WHAT TO WORK ON: Which lines run from the start of the data below to the line containing "latest retained bar."? Set them down exactly, with none added.

DATASET EXTRACT:
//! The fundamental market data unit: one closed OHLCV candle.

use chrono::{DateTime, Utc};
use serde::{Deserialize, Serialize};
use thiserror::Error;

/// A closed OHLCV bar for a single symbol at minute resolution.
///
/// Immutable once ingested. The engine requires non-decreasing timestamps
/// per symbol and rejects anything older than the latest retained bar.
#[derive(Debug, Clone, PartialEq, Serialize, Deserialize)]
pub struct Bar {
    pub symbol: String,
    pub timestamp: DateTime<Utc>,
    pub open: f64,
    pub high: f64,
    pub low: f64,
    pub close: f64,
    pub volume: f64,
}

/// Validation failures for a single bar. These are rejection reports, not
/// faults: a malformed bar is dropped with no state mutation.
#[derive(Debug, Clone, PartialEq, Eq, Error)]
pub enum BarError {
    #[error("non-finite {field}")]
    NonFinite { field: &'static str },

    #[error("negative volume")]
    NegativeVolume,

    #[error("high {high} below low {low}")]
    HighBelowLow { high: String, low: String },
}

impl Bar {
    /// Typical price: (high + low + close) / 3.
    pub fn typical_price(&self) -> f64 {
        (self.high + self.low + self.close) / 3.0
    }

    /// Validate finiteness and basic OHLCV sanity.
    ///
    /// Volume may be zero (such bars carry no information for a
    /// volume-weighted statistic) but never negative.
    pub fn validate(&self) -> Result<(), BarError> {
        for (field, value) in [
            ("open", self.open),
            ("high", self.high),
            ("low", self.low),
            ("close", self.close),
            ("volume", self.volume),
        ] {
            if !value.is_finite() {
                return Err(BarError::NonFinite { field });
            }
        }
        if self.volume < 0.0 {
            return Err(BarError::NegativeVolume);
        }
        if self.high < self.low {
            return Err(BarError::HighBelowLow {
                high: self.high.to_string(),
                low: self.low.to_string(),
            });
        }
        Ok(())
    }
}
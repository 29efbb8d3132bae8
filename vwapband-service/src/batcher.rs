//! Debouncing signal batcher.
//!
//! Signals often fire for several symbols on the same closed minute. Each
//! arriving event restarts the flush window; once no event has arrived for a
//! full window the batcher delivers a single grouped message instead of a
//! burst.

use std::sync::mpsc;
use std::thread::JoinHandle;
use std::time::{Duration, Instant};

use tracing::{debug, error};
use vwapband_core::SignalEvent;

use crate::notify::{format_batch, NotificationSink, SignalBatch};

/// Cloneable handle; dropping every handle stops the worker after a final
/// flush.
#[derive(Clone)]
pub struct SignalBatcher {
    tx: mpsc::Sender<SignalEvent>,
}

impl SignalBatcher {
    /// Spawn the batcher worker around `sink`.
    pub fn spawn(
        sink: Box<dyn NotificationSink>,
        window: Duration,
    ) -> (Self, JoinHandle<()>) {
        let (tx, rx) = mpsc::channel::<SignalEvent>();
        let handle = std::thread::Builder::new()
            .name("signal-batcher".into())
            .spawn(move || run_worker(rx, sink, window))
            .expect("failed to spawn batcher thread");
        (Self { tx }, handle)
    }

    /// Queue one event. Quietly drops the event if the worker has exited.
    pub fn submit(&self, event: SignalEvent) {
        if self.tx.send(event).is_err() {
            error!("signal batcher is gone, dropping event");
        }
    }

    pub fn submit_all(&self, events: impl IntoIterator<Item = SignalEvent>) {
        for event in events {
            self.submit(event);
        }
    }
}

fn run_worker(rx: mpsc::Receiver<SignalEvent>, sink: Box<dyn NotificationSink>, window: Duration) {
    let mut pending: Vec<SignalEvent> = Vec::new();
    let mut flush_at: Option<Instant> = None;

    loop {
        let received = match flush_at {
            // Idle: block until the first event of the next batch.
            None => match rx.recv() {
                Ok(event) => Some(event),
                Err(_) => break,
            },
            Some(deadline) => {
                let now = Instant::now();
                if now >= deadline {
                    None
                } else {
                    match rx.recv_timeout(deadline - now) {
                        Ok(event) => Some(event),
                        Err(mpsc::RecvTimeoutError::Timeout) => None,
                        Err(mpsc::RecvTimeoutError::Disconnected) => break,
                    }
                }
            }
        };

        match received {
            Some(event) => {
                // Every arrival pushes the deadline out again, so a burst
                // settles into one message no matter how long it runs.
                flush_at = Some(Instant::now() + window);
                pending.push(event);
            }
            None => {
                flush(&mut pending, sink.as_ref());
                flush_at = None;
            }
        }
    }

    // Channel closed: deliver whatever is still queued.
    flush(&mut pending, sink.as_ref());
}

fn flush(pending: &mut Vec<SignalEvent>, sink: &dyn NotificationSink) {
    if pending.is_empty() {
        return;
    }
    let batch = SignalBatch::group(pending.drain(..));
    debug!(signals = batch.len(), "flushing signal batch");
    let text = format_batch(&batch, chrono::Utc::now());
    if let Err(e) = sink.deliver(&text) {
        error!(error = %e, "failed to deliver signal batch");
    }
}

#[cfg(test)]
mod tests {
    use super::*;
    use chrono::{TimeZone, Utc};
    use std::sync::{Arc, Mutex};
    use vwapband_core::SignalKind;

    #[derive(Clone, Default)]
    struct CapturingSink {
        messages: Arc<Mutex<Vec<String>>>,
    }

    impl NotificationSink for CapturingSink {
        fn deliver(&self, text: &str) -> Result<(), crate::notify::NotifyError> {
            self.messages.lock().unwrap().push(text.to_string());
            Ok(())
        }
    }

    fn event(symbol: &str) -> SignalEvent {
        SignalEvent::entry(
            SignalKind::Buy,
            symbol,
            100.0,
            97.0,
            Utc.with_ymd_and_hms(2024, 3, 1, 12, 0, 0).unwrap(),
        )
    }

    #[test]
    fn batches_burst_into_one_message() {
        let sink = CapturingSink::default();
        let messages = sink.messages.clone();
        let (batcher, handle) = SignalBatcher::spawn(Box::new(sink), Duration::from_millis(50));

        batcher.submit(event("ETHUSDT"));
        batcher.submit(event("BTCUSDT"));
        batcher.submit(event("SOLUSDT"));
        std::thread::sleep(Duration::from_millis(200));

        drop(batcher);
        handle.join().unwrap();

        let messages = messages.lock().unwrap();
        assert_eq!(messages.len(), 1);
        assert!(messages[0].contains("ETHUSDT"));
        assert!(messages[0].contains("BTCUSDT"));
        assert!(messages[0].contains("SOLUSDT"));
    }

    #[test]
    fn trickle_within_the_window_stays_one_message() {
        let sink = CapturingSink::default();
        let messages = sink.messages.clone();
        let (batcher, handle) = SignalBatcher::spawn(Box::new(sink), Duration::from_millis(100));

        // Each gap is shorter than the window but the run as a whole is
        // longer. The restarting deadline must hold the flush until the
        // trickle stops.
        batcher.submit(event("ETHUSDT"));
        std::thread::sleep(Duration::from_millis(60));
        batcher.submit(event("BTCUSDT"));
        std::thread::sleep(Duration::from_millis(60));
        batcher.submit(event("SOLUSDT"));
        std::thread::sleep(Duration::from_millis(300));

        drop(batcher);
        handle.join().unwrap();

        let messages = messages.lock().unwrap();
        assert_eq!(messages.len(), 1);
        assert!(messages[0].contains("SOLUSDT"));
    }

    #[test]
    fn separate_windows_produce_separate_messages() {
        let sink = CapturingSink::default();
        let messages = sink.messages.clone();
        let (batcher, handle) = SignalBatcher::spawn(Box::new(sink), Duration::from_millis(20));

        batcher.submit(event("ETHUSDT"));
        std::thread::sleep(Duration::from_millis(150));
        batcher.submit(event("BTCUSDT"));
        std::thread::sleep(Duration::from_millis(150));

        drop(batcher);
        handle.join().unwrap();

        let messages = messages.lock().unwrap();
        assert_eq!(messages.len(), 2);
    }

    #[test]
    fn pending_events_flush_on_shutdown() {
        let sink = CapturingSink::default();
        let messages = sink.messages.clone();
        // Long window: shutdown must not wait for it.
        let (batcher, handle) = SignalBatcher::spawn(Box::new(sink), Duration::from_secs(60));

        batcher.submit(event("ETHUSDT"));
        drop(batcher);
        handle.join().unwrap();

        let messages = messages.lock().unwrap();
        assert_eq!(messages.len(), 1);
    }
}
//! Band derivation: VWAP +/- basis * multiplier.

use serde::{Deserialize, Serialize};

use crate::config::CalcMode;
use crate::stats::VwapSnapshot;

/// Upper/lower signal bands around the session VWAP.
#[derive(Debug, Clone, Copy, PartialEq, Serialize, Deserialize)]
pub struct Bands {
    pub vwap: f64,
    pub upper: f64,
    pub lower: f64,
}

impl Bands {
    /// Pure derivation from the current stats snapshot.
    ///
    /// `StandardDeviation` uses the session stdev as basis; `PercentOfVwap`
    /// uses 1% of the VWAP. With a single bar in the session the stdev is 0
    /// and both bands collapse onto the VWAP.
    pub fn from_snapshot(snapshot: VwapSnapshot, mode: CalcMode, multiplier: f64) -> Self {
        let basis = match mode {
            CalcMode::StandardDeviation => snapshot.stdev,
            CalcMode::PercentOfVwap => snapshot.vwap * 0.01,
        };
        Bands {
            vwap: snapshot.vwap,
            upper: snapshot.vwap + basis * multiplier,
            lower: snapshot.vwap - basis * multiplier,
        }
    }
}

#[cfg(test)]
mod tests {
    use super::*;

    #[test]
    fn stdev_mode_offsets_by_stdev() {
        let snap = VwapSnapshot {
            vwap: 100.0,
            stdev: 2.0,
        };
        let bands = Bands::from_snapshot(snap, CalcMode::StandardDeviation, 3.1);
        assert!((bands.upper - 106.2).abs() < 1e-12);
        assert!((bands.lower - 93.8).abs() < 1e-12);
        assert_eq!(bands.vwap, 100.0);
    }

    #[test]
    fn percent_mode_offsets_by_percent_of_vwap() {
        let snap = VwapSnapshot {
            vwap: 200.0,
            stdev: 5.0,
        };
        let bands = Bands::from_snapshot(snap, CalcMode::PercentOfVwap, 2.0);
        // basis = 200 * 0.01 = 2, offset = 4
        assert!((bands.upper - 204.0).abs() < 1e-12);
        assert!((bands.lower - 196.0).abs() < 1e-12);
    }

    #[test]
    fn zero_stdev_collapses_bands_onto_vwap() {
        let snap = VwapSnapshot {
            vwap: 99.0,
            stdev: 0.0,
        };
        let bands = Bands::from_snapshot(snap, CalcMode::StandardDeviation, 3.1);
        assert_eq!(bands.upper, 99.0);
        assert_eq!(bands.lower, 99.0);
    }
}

TASK SOLUTION:
//! The fundamental market data unit: one closed OHLCV candle.

use chrono::{DateTime, Utc};
use serde::{Deserialize, Serialize};
use thiserror::Error;

/// A closed OHLCV bar for a single symbol at minute resolution.
///
/// Immutable once ingested. The engine requires non-decreasing timestamps
/// per symbol and rejects anything older than the latest retained bar.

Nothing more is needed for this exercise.